**What is required:** Nothing belongs in the answer except the lines of the material that include "https".
===== Provided records =====
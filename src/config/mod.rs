//! Configuration management for sermon-review
//!
//! Handles loading, saving, and validating configuration from TOML files.

mod defaults;

pub use defaults::*;

use crate::error::{Error, Result};
use serde::{Deserialize, Serialize};
use std::path::{Path, PathBuf};
use std::time::Duration;
use tracing::{debug, info};
use url::Url;

/// Main configuration structure
#[derive(Debug, Clone, Serialize, Deserialize)]
pub struct Config {
    /// Base URL of the review service
    #[serde(default = "default_api_base_url")]
    pub api_base_url: String,

    /// Timeout for ordinary requests in seconds
    #[serde(default = "default_timeout_secs")]
    pub timeout_secs: u64,

    /// Timeout for slide analysis requests in seconds
    #[serde(default = "default_analysis_timeout_secs")]
    pub analysis_timeout_secs: u64,

    /// User agent string
    #[serde(default = "default_user_agent")]
    pub user_agent: String,

    /// Reviewer name, used as the presenter when uploading
    #[serde(default)]
    pub reviewer: Option<String>,

    /// Where regenerated presentations are written
    #[serde(default = "default_download_dir")]
    pub download_dir: String,

    /// Path the configuration was loaded from (not serialized)
    #[serde(skip)]
    pub config_file: PathBuf,
}

impl Default for Config {
    fn default() -> Self {
        Self {
            api_base_url: default_api_base_url(),
            timeout_secs: default_timeout_secs(),
            analysis_timeout_secs: default_analysis_timeout_secs(),
            user_agent: default_user_agent(),
            reviewer: None,
            download_dir: default_download_dir(),
            config_file: Self::default_config_path(),
        }
    }
}

impl Config {
    /// Get the default base directory (~/.sermon-review)
    pub fn default_base_dir() -> PathBuf {
        dirs::home_dir()
            .unwrap_or_else(|| PathBuf::from("."))
            .join(".sermon-review")
    }

    /// Get the default config file path
    pub fn default_config_path() -> PathBuf {
        Self::default_base_dir().join("config.toml")
    }

    /// Load configuration from a specific file path
    pub fn load(config_path: &Path) -> Result<Self> {
        debug!("Loading config from {:?}", config_path);

        if !config_path.exists() {
            return Err(Error::Config(format!(
                "Config file not found: {}",
                config_path.display()
            )));
        }

        let content = std::fs::read_to_string(config_path)?;
        let mut config: Config = toml::from_str(&content)?;
        config.config_file = config_path.to_path_buf();

        config.validate()?;
        Ok(config)
    }

    /// Load configuration if the file exists, otherwise use defaults
    pub fn load_or_default(config_path: Option<&Path>) -> Result<Self> {
        let path = config_path
            .map(PathBuf::from)
            .unwrap_or_else(Self::default_config_path);

        if path.exists() {
            Self::load(&path)
        } else {
            debug!("No config file at {:?}, using defaults", path);
            let config = Config {
                config_file: path,
                ..Config::default()
            };
            config.validate()?;
            Ok(config)
        }
    }

    /// Save configuration to file
    pub fn save(&self) -> Result<()> {
        // Ensure parent directory exists
        if let Some(parent) = self.config_file.parent() {
            std::fs::create_dir_all(parent)?;
        }

        let content = toml::to_string_pretty(self)?;
        std::fs::write(&self.config_file, content)?;
        info!("Saved config to {:?}", self.config_file);
        Ok(())
    }

    /// Parsed service base URL
    pub fn base_url(&self) -> Result<Url> {
        let url = Url::parse(&self.api_base_url)?;
        if url.scheme() != "http" && url.scheme() != "https" {
            return Err(Error::Config(format!(
                "api_base_url must be http or https, got '{}'",
                url.scheme()
            )));
        }
        Ok(url)
    }

    pub fn timeout(&self) -> Duration {
        Duration::from_secs(self.timeout_secs)
    }

    pub fn analysis_timeout(&self) -> Duration {
        Duration::from_secs(self.analysis_timeout_secs)
    }

    /// Validate configuration
    pub fn validate(&self) -> Result<()> {
        self.base_url()?;

        if self.timeout_secs == 0 {
            return Err(Error::Config("timeout_secs must be positive".to_string()));
        }

        if self.analysis_timeout_secs == 0 {
            return Err(Error::Config(
                "analysis_timeout_secs must be positive".to_string(),
            ));
        }

        if self.download_dir.trim().is_empty() {
            return Err(Error::Config("download_dir must not be empty".to_string()));
        }

        Ok(())
    }
}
=====
**Response to this task:**
        if url.scheme() != "http" && url.scheme() != "https" {
                "api_base_url must be http or https, got '{}'",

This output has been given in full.